Una ricorrenza destinata a passare inosservata – il diciottesimo anniversario di quel 17 febbraio 1992 che segnò l’avvio delle inchieste di “mani pulite” – ha coinciso casualmente con un inaspettato revival del tema della corruzione italiana. Qualche osservatore ha richiamato (o paventato) una nuova Tangentopoli, per descrivere il coinvolgimento in diverse inchieste, tra cui quella sugli appalti della Protezione civile, di numerosi politici e imprenditori di calibro nazionale, dirigenti, magistrati, procacciatori d’affari. L’analisi dell’evoluzione negli ultimi decenni delle statistiche giudiziarie e degli indici di percezione della corruzione mostra in effetti uno scenario di illegalità pubblica ancora capillare e sempre più spesso impunita, in un contesto di sfiducia generalizzata verso l’onestà dell’intera classe politica. La “nuova” corruzione presenta del resto un elemento di continuità rispetto a quella svelata con grande scandalo all’inizio degli anni novanta. È ancora una corruzione sistemica, nella quale le condotte, gli stili, le movenze degli attori sono incardinati entro copioni prefissati, seguono regole codificate, assecondano moduli ben familiari agli insider. Nelle reti della corruzione appaiono tuttora in vigore – proprio come negli anni di mani pulite – norme di comportamento che realizzano alcune funzioni cruciali: facilitano l’identificazione di partner affidabili; differenziano i ruoli nelle aggregazioni di corrotti e corruttori; tracciano i contorni di transazioni altrimenti nebulose; accrescono la redditività attesa dei processi decisionali, attenuano l’eventuale “disagio psichico” dell’illegalità; emarginano o castigano onesti e dissenzienti; socializzano i nuovi entrati alla “legge” della corruzione.

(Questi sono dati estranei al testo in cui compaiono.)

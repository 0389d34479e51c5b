//! User profiles repository

use sqlx::{Pool, Postgres};
use uuid::Uuid;

use crate::{
    error::AppResult,
    models::user::{AuthUser, User},
};

#[derive(Clone)]
pub struct UsersRepository {
    pool: Pool<Postgres>,
}

impl UsersRepository {
    pub fn new(pool: Pool<Postgres>) -> Self {
        Self { pool }
    }

    /// Profile for a provider user id, if it has been mirrored locally
    pub async fn find_by_id(&self, id: Uuid) -> AppResult<Option<User>> {
        let user = sqlx::query_as::<_, User>("SELECT * FROM users WHERE id = $1")
            .bind(id)
            .fetch_optional(&self.pool)
            .await?;
        Ok(user)
    }

    /// Mirror the caller's profile from token claims when it is not stored yet.
    /// Returns whether a profile row exists for the caller afterwards.
    pub async fn ensure_profile(&self, user: &AuthUser) -> AppResult<bool> {
        if let Some(email) = user.email.as_deref() {
            let name = user
                .name
                .as_deref()
                .filter(|name| !name.trim().is_empty())
                .unwrap_or_else(|| email.split('@').next().unwrap_or(email));

            sqlx::query(
                r#"
                INSERT INTO users (id, name, email, user_type)
                VALUES ($1, $2, $3, $4)
                ON CONFLICT DO NOTHING
                "#,
            )
            .bind(user.id)
            .bind(name)
            .bind(email)
            .bind(user.role)
            .execute(&self.pool)
            .await?;
        }

        let exists: bool = sqlx::query_scalar("SELECT EXISTS(SELECT 1 FROM users WHERE id = $1)")
            .bind(user.id)
            .fetch_one(&self.pool)
            .await?;
        Ok(exists)
    }
}
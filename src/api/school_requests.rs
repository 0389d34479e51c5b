//! School request endpoints

use axum::{
    extract::{Path, Query, State},
    http::StatusCode,
    Json,
};
use uuid::Uuid;

use crate::{
    error::AppResult,
    models::{
        enums::UserRole,
        school_request::{
            CreateSchoolRequest, SchoolRequest, SchoolRequestPage, SchoolRequestQuery,
            SchoolRequestStats, UpdateRequestStatus,
        },
    },
    AppState,
};

use super::AuthenticatedUser;

/// Submit an equipment request (school accounts)
#[utoipa::path(
    post,
    path = "/schools/requests",
    tag = "school-requests",
    security(("bearer_auth" = [])),
    request_body = CreateSchoolRequest,
    responses(
        (status = 201, description = "Request recorded as pending", body = SchoolRequest),
        (status = 400, description = "Invalid request", body = crate::error::ErrorResponse),
        (status = 403, description = "Only school accounts may submit")
    )
)]
pub async fn create_request(
    State(state): State<AppState>,
    AuthenticatedUser(user): AuthenticatedUser,
    Json(data): Json<CreateSchoolRequest>,
) -> AppResult<(StatusCode, Json<SchoolRequest>)> {
    user.require_role(UserRole::School)?;
    let request = state.services.school_requests.create(data, &user).await?;
    Ok((StatusCode::CREATED, Json(request)))
}

#[utoipa::path(
    get,
    path = "/schools/requests",
    tag = "school-requests",
    security(("bearer_auth" = [])),
    params(SchoolRequestQuery),
    responses(
        (status = 200, description = "Page of requests", body = SchoolRequestPage),
        (status = 403, description = "Administrators only")
    )
)]
pub async fn list_requests(
    State(state): State<AppState>,
    AuthenticatedUser(user): AuthenticatedUser,
    Query(query): Query<SchoolRequestQuery>,
) -> AppResult<Json<SchoolRequestPage>> {
    user.require_admin()?;
    Ok(Json(state.services.school_requests.list(&query).await?))
}

#[utoipa::path(
    get,
    path = "/schools/requests/mine",
    tag = "school-requests",
    security(("bearer_auth" = [])),
    responses(
        (status = 200, description = "Caller's requests", body = Vec<SchoolRequest>)
    )
)]
pub async fn my_requests(
    State(state): State<AppState>,
    AuthenticatedUser(user): AuthenticatedUser,
) -> AppResult<Json<Vec<SchoolRequest>>> {
    Ok(Json(state.services.school_requests.list_for_user(user.id).await?))
}

#[utoipa::path(
    get,
    path = "/schools/requests/user/{user_id}",
    tag = "school-requests",
    security(("bearer_auth" = [])),
    params(("user_id" = Uuid, Path, description = "User ID")),
    responses(
        (status = 200, description = "User's requests", body = Vec<SchoolRequest>),
        (status = 403, description = "Not the owner")
    )
)]
pub async fn user_requests(
    State(state): State<AppState>,
    AuthenticatedUser(user): AuthenticatedUser,
    Path(user_id): Path<Uuid>,
) -> AppResult<Json<Vec<SchoolRequest>>> {
    user.require_owner_or_admin(Some(user_id))?;
    Ok(Json(state.services.school_requests.list_for_user(user_id).await?))
}

#[utoipa::path(
    get,
    path = "/schools/requests/{id}",
    tag = "school-requests",
    security(("bearer_auth" = [])),
    params(("id" = i64, Path, description = "Request ID")),
    responses(
        (status = 200, description = "School request", body = SchoolRequest),
        (status = 403, description = "Not the owner"),
        (status = 404, description = "Request not found")
    )
)]
pub async fn get_request(
    State(state): State<AppState>,
    AuthenticatedUser(user): AuthenticatedUser,
    Path(id): Path<i64>,
) -> AppResult<Json<SchoolRequest>> {
    let request = state.services.school_requests.get(id).await?;
    user.require_owner_or_admin(Some(request.user_id))?;
    Ok(Json(request))
}

#[utoipa::path(
    get,
    path = "/schools/requests/stats",
    tag = "school-requests",
    security(("bearer_auth" = [])),
    responses(
        (status = 200, description = "Request statistics", body = SchoolRequestStats)
    )
)]
pub async fn request_stats(
    State(state): State<AppState>,
    AuthenticatedUser(user): AuthenticatedUser,
) -> AppResult<Json<SchoolRequestStats>> {
    user.require_admin()?;
    Ok(Json(state.services.school_requests.stats().await?))
}

/// Approve or reject a request. The school is emailed about the outcome.
#[utoipa::path(
    patch,
    path = "/schools/requests/{id}/status",
    tag = "school-requests",
    security(("bearer_auth" = [])),
    params(("id" = i64, Path, description = "Request ID")),
    request_body = UpdateRequestStatus,
    responses(
        (status = 200, description = "Updated request", body = SchoolRequest),
        (status = 400, description = "Unknown status", body = crate::error::ErrorResponse),
        (status = 404, description = "Request not found"),
        (status = 409, description = "Transition not allowed", body = crate::error::ErrorResponse),
        (status = 422, description = "Use inventory fulfillment to mark a request fulfilled", body = crate::error::ErrorResponse)
    )
)]
pub async fn update_request_status(
    State(state): State<AppState>,
    AuthenticatedUser(user): AuthenticatedUser,
    Path(id): Path<i64>,
    Json(data): Json<UpdateRequestStatus>,
) -> AppResult<Json<SchoolRequest>> {
    user.require_admin()?;
    let request = state
        .services
        .status
        .apply_request_status(id, &data.status, data.admin_comment.as_deref())
        .await?;
    Ok(Json(request))
}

Per queste ragioni l'eredità di mani pulite appare oggi controversa. All'enfasi sull'azione catartica della magistratura, cui per breve tempo la società civile è sembrata delegare le proprie speranze di rinnovamento del sistema politico, ha fatto presto seguito la delusione per i risultati delle inchieste, falcidiate da prescrizioni sopravvenute per la vischiosità della macchina della giustizia.  Di qui lo strascico di un’escalation di tensioni tra potere politico e sistema giudiziario, il pessimismo ancor più radicato sull'onestà della classe dirigente, la delegittimazione di quasi tutte le istituzioni pubbliche, la rinnovata tolleranza nei confronti delle molte manifestazioni d’illegalità di massa. Questo processo si lega in una certa misura allo spegnersi dell’interesse degli elettori per i temi attinenti alla “questione morale”, sancito dai ripetuti successi elettorali del pluri-inquisito leader del centrodestra. Ma dipende anche dal ruolo ambiguo della classe politica, che anche nel caso delle mancate riforme anti-corruzione ha finito per abdicare – per incapacità o cattiva volontà – al proprio ruolo, delegando di fatto la risposta istituzionale alla sola repressione penale, ma nel contempo delegittimando l’azione dei magistrati e intralciandone l’attività con misure ritagliate sulle esigenze giudiziarie di Silvio Berlusconi, ma aventi ricadute pratiche e simboliche devastanti sul funzionamento dell’intero sistema giudiziario.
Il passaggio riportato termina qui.